1- Drees. Répertoire ADELI janvier 2010 http://www. sante.gouv.fr/drees/etude-resultat/

2- Atlas de la démographie médicale en France au 1er janvier 2009, Conseil national de l’ordre des médecins.

3- ADELI, ministère des Solidarités, de la Santé et de la Famille – Drees. Enquête « Emploi » en continu 2003 et enquêtes « Emploi » annuelles, Insee.

4- JORF n° 0164 du 18 juillet 2010 page 13299, texte n° 8.

ÉQUIPE

Faire ses preuves

« L’important, quand on est infirmier, c’est ce que l’on dégage, insiste Sébastien Pradelle, formateur à l’Ifsi de Dreux. Néanmoins, un homme qui arrive dans une équipe infirmière, c’est comme une femme qui arrive à l’armée : il faut faire ses preuves face à ses pairs. » Sans compter qu’un homme, dans un service ou une équipe, apporte un regard différent et induit une nouvelle dynamique de travail.

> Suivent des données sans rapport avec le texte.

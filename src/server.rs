//! MCP server implementation using rmcp.
//!
//! Exposes the enrollment tools over stdio or streamable HTTP.

use std::sync::Arc;
use tokio::sync::RwLock;

use anyhow::Result;
use axum::Router;
use rmcp::transport::streamable_http_server::{
    StreamableHttpService, session::local::LocalSessionManager,
};
use rmcp::{
    ErrorData as McpError,
    handler::server::ServerHandler,
    model::*,
    service::{RequestContext, RoleServer},
};

use crate::auth::{AuthExtractor, CallerContext};
use crate::tools::support::{UNAUTHORIZED, auth_error};
use crate::tools::{ToolContext, ToolRegistry};

/// Type alias for HTTP request parts stored in rmcp extensions.
type HttpParts = http::request::Parts;

/// Credentials and client metadata read from HTTP request headers.
#[derive(Debug, Default, Clone, PartialEq, Eq)]
pub struct RequestCredentials {
    pub authorization: Option<String>,
    pub api_key: Option<String>,
    pub ip_address: Option<String>,
    pub user_agent: Option<String>,
}

impl RequestCredentials {
    /// Read credentials from request headers. `api_key_header` names the
    /// API key header (normally `X-API-Key`).
    pub fn from_headers(headers: &http::HeaderMap, api_key_header: &str) -> Self {
        let header = |name: &str| {
            headers
                .get(name)
                .and_then(|v| v.to_str().ok())
                .map(|s| s.to_string())
        };

        Self {
            authorization: header(http::header::AUTHORIZATION.as_str()),
            api_key: header(api_key_header),
            ip_address: header("X-Forwarded-For").or_else(|| header("X-Real-IP")),
            user_agent: header(http::header::USER_AGENT.as_str()),
        }
    }
}

/// MCP server that handles protocol requests and delegates to tool handlers.
#[derive(Clone)]
pub struct McpServer {
    tool_registry: Arc<ToolRegistry>,
    /// Caller for this session. Set at construction (stdio) or during
    /// initialize() (HTTP).
    caller: Arc<RwLock<Option<CallerContext>>>,
    /// Optional auth extractor for HTTP mode.
    auth_extractor: Option<Arc<AuthExtractor>>,
}

impl McpServer {
    /// Create a server for a trusted local transport (stdio). Every call
    /// runs as the local operator.
    pub fn new(tool_registry: Arc<ToolRegistry>) -> Self {
        Self::new_with_caller(tool_registry, CallerContext::local_operator())
    }

    /// Create a server whose session caller is already known.
    pub fn new_with_caller(tool_registry: Arc<ToolRegistry>, caller: CallerContext) -> Self {
        Self {
            tool_registry,
            caller: Arc::new(RwLock::new(Some(caller))),
            auth_extractor: None,
        }
    }

    /// Create a new MCP server with auth extractor for HTTP mode.
    ///
    /// The auth extractor will be called during initialize() to extract
    /// the caller from HTTP request headers.
    pub fn new_with_auth(
        tool_registry: Arc<ToolRegistry>,
        auth_extractor: Arc<AuthExtractor>,
    ) -> Self {
        Self {
            tool_registry,
            caller: Arc::new(RwLock::new(None)),
            auth_extractor: Some(auth_extractor),
        }
    }

    /// Get a clone of the current session caller.
    pub async fn caller(&self) -> Option<CallerContext> {
        self.caller.read().await.clone()
    }

    /// Get the tool registry.
    pub fn tool_registry(&self) -> &Arc<ToolRegistry> {
        &self.tool_registry
    }
}

impl ServerHandler for McpServer {
    fn ping(
        &self,
        _context: RequestContext<RoleServer>,
    ) -> impl Future<Output = Result<(), McpError>> + Send + '_ {
        std::future::ready(Ok(()))
    }

    fn initialize(
        &self,
        _request: InitializeRequestParams,
        context: RequestContext<RoleServer>,
    ) -> impl Future<Output = Result<InitializeResult, McpError>> + Send + '_ {
        let caller_storage = self.caller.clone();
        let auth_extractor = self.auth_extractor.clone();
        let info = self.get_info();

        // rmcp stores http::request::Parts in extensions for HTTP transport
        let extensions = context.extensions.clone();

        async move {
            if let Some(extractor) = auth_extractor {
                let credentials = extensions
                    .get::<HttpParts>()
                    .map(|parts| {
                        RequestCredentials::from_headers(
                            &parts.headers,
                            &extractor.config().api_key_header,
                        )
                    })
                    .unwrap_or_default();

                match extractor
                    .extract_user(
                        credentials.authorization.as_deref(),
                        credentials.api_key.as_deref(),
                        credentials.ip_address,
                        credentials.user_agent,
                    )
                    .await
                {
                    Ok(ctx) => {
                        tracing::info!(
                            caller = %ctx.display(),
                            provider = %ctx.provider().as_str(),
                            "Caller authenticated for MCP session"
                        );
                        *caller_storage.write().await = Some(ctx);
                    }
                    Err(e) => {
                        tracing::warn!("MCP session rejected: {}", e);
                        return Err(auth_error(&e));
                    }
                }
            }

            Ok(info)
        }
    }

    fn list_tools(
        &self,
        _request: Option<PaginatedRequestParams>,
        _context: RequestContext<RoleServer>,
    ) -> impl Future<Output = Result<ListToolsResult, McpError>> + Send + '_ {
        let result = ListToolsResult {
            tools: self.tool_registry.list_tools(),
            next_cursor: None,
            ..Default::default()
        };
        std::future::ready(Ok(result))
    }

    fn call_tool(
        &self,
        request: CallToolRequestParams,
        _context: RequestContext<RoleServer>,
    ) -> impl Future<Output = Result<CallToolResult, McpError>> + Send + '_ {
        let tool_name = request.name.to_string();
        let args = request.arguments.unwrap_or_default();
        let registry = self.tool_registry.clone();
        let caller_storage = self.caller.clone();

        async move {
            let caller = caller_storage.read().await.clone().ok_or_else(|| {
                McpError::new(UNAUTHORIZED, "Session is not authenticated".to_string(), None)
            })?;

            tracing::debug!(tool = %tool_name, caller = %caller.display(), "Calling tool");
            registry
                .call_tool(&tool_name, args, &ToolContext::new(caller))
                .await
        }
    }

    fn get_info(&self) -> ServerInfo {
        ServerInfo {
            protocol_version: ProtocolVersion::V_2025_06_18,
            capabilities: ServerCapabilities::builder().enable_tools().build(),
            server_info: Implementation::from_build_env(),
            instructions: Some(
                "Read-only roster service for a learning-management platform. \
                 Use colab.list_enrolled_users to list the users enrolled in a course \
                 (name, email, CPF, username, role) and colab.count_enrolled_users to count them, \
                 optionally filtered by role short-name."
                    .to_string(),
            ),
        }
    }
}

/// Start the enrollment tools as an MCP Streamable HTTP server.
///
/// This exposes the MCP endpoint at `/mcp` on the given bind address,
/// e.g. `127.0.0.1:3942` or `0.0.0.0:3942`. Each session authenticates
/// during initialize().
pub async fn start_mcp_http(
    tool_registry: Arc<ToolRegistry>,
    auth_extractor: Arc<AuthExtractor>,
    bind: &str,
) -> Result<()> {
    let service = StreamableHttpService::new(
        {
            let tool_registry = tool_registry.clone();
            let auth_extractor = auth_extractor.clone();
            move || {
                Ok(McpServer::new_with_auth(
                    tool_registry.clone(),
                    auth_extractor.clone(),
                ))
            }
        },
        LocalSessionManager::default().into(),
        Default::default(),
    );

    let router = Router::new().nest_service("/mcp", service);
    let listener = tokio::net::TcpListener::bind(bind).await?;

    tracing::info!(
        anonymous = auth_extractor.config().allow_anonymous,
        "MCP HTTP server listening on http://{}",
        bind
    );

    axum::serve(listener, router).await?;

    Ok(())
}
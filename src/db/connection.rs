use anyhow::Result;
use serde::{Deserialize, Serialize};
use std::env;
use surrealdb::engine::any::Any;
use surrealdb::opt::auth::Root;
use surrealdb::Surreal;

pub type Db = Surreal<Any>;

#[derive(Debug, Clone, Serialize, Deserialize)]
pub struct DatabaseConfig {
    pub url: String,
    pub namespace: String,
    pub database: String,
    pub username: Option<String>,
    pub password: Option<String>,
}

impl Default for DatabaseConfig {
    fn default() -> Self {
        Self {
            url: env::var("SURREALDB_URL")
                .unwrap_or_else(|_| "memory".to_string()),
            namespace: env::var("SURREALDB_NAMESPACE")
                .unwrap_or_else(|_| "colab".to_string()),
            database: env::var("SURREALDB_DATABASE")
                .unwrap_or_else(|_| "roster".to_string()),
            username: env::var("SURREALDB_USERNAME").ok(),
            password: env::var("SURREALDB_PASSWORD").ok(),
        }
    }
}

pub async fn create_connection(config: DatabaseConfig) -> Result<Db> {
    let db = surrealdb::engine::any::connect(config.url).await?;

    // Sign in if credentials are provided
    if let (Some(username), Some(password)) = (config.username, config.password) {
        db.signin(Root {
            username: &username,
            password: &password,
        })
        .await?;
    }

    db.use_ns(config.namespace).use_db(config.database).await?;

    Ok(db)
}

/// Define the enrollment tables (named after the host platform's schema)
/// and the API key table. Safe to run repeatedly.
pub async fn ensure_schema(db: &Db) -> Result<()> {
    let schema_queries = vec![
        "DEFINE TABLE IF NOT EXISTS course SCHEMAFULL;
         DEFINE FIELD IF NOT EXISTS fullname ON TABLE course TYPE string;
         DEFINE FIELD IF NOT EXISTS shortname ON TABLE course TYPE string;",

        // One context per course (contextlevel 50); role assignments hang off it
        "DEFINE TABLE IF NOT EXISTS context SCHEMAFULL;
         DEFINE FIELD IF NOT EXISTS contextlevel ON TABLE context TYPE int;
         DEFINE FIELD IF NOT EXISTS instanceid ON TABLE context TYPE int;",

        "DEFINE TABLE IF NOT EXISTS user SCHEMAFULL;
         DEFINE FIELD IF NOT EXISTS firstname ON TABLE user TYPE string;
         DEFINE FIELD IF NOT EXISTS lastname ON TABLE user TYPE string;
         DEFINE FIELD IF NOT EXISTS email ON TABLE user TYPE string;
         DEFINE FIELD IF NOT EXISTS username ON TABLE user TYPE string;
         DEFINE FIELD IF NOT EXISTS deleted ON TABLE user TYPE bool DEFAULT false;",

        // Enrollment methods (manual, self, cohort, ...)
        "DEFINE TABLE IF NOT EXISTS enrol SCHEMAFULL;
         DEFINE FIELD IF NOT EXISTS course ON TABLE enrol TYPE record<course>;
         DEFINE FIELD IF NOT EXISTS method ON TABLE enrol TYPE string DEFAULT 'manual';",

        "DEFINE TABLE IF NOT EXISTS user_enrolments SCHEMAFULL;
         DEFINE FIELD IF NOT EXISTS user ON TABLE user_enrolments TYPE record<user>;
         DEFINE FIELD IF NOT EXISTS enrol ON TABLE user_enrolments TYPE record<enrol>;",

        "DEFINE TABLE IF NOT EXISTS role SCHEMAFULL;
         DEFINE FIELD IF NOT EXISTS shortname ON TABLE role TYPE string;",

        "DEFINE TABLE IF NOT EXISTS role_assignments SCHEMAFULL;
         DEFINE FIELD IF NOT EXISTS user ON TABLE role_assignments TYPE record<user>;
         DEFINE FIELD IF NOT EXISTS role ON TABLE role_assignments TYPE record<role>;
         DEFINE FIELD IF NOT EXISTS context ON TABLE role_assignments TYPE record<context>;",

        // Custom profile fields and their per-user values
        "DEFINE TABLE IF NOT EXISTS user_info_field SCHEMAFULL;
         DEFINE FIELD IF NOT EXISTS shortname ON TABLE user_info_field TYPE string;
         DEFINE FIELD IF NOT EXISTS name ON TABLE user_info_field TYPE string;",

        "DEFINE TABLE IF NOT EXISTS user_info_data SCHEMAFULL;
         DEFINE FIELD IF NOT EXISTS user ON TABLE user_info_data TYPE record<user>;
         DEFINE FIELD IF NOT EXISTS field ON TABLE user_info_data TYPE record<user_info_field>;
         DEFINE FIELD IF NOT EXISTS data ON TABLE user_info_data TYPE string;",

        // Caller API keys (hashed)
        "DEFINE TABLE IF NOT EXISTS api_key SCHEMAFULL;
         DEFINE FIELD IF NOT EXISTS key_hash ON TABLE api_key TYPE string;
         DEFINE FIELD IF NOT EXISTS key_prefix ON TABLE api_key TYPE string;
         DEFINE FIELD IF NOT EXISTS name ON TABLE api_key TYPE option<string>;
         DEFINE FIELD IF NOT EXISTS is_active ON TABLE api_key TYPE bool DEFAULT true;
         DEFINE FIELD IF NOT EXISTS expires_at ON TABLE api_key TYPE option<datetime>;
         DEFINE FIELD IF NOT EXISTS scopes ON TABLE api_key TYPE option<array<string>>;
         DEFINE FIELD IF NOT EXISTS created_at ON TABLE api_key TYPE datetime DEFAULT time::now();
         DEFINE FIELD IF NOT EXISTS last_used_at ON TABLE api_key TYPE option<datetime>;",

        // Indexes for performance
        "DEFINE INDEX IF NOT EXISTS context_instance ON TABLE context COLUMNS contextlevel, instanceid;
         DEFINE INDEX IF NOT EXISTS enrol_course ON TABLE enrol COLUMNS course;
         DEFINE INDEX IF NOT EXISTS user_enrolments_enrol ON TABLE user_enrolments COLUMNS enrol;
         DEFINE INDEX IF NOT EXISTS user_enrolments_user_enrol ON TABLE user_enrolments COLUMNS user, enrol UNIQUE;
         DEFINE INDEX IF NOT EXISTS role_assignments_context_user ON TABLE role_assignments COLUMNS context, user;
         DEFINE INDEX IF NOT EXISTS user_info_field_shortname ON TABLE user_info_field COLUMNS shortname UNIQUE;
         DEFINE INDEX IF NOT EXISTS user_info_data_field_user ON TABLE user_info_data COLUMNS field, user UNIQUE;
         DEFINE INDEX IF NOT EXISTS api_key_hash ON TABLE api_key COLUMNS key_hash UNIQUE;
         DEFINE INDEX IF NOT EXISTS api_key_prefix ON TABLE api_key COLUMNS key_prefix;",
    ];

    for query in schema_queries {
        db.query(query).await?.check()?;
    }

    Ok(())
}

#[cfg(test)]
mod tests {
    use super::*;

    fn memory_config() -> DatabaseConfig {
        DatabaseConfig {
            url: "memory".to_string(),
            ..Default::default()
        }
    }

    #[tokio::test]
    async fn test_ensure_schema_is_idempotent() {
        let db = create_connection(memory_config()).await.unwrap();
        ensure_schema(&db).await.unwrap();
        ensure_schema(&db).await.unwrap();
    }

    #[test]
    fn test_default_config_uses_memory_namespace() {
        let config = memory_config();
        assert_eq!(config.url, "memory");
        assert!(!config.namespace.is_empty());
        assert!(!config.database.is_empty());
    }
}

L’homme a souvent un rôle fédérateur et médiateur au sein d’une équipe féminine : il permet de relativiser, de tempérer, de recentrer. « La cohabitation permet d’apaiser les tensions. Un homme n’a pas la même façon d’aborder les choses », argumente un étudiant de l’Ifsi de Dreux. La force physique masculine est, également, souvent nécessaire, comme, parfois, dans les services de psychiatrie ou auprès de malades très handicapés.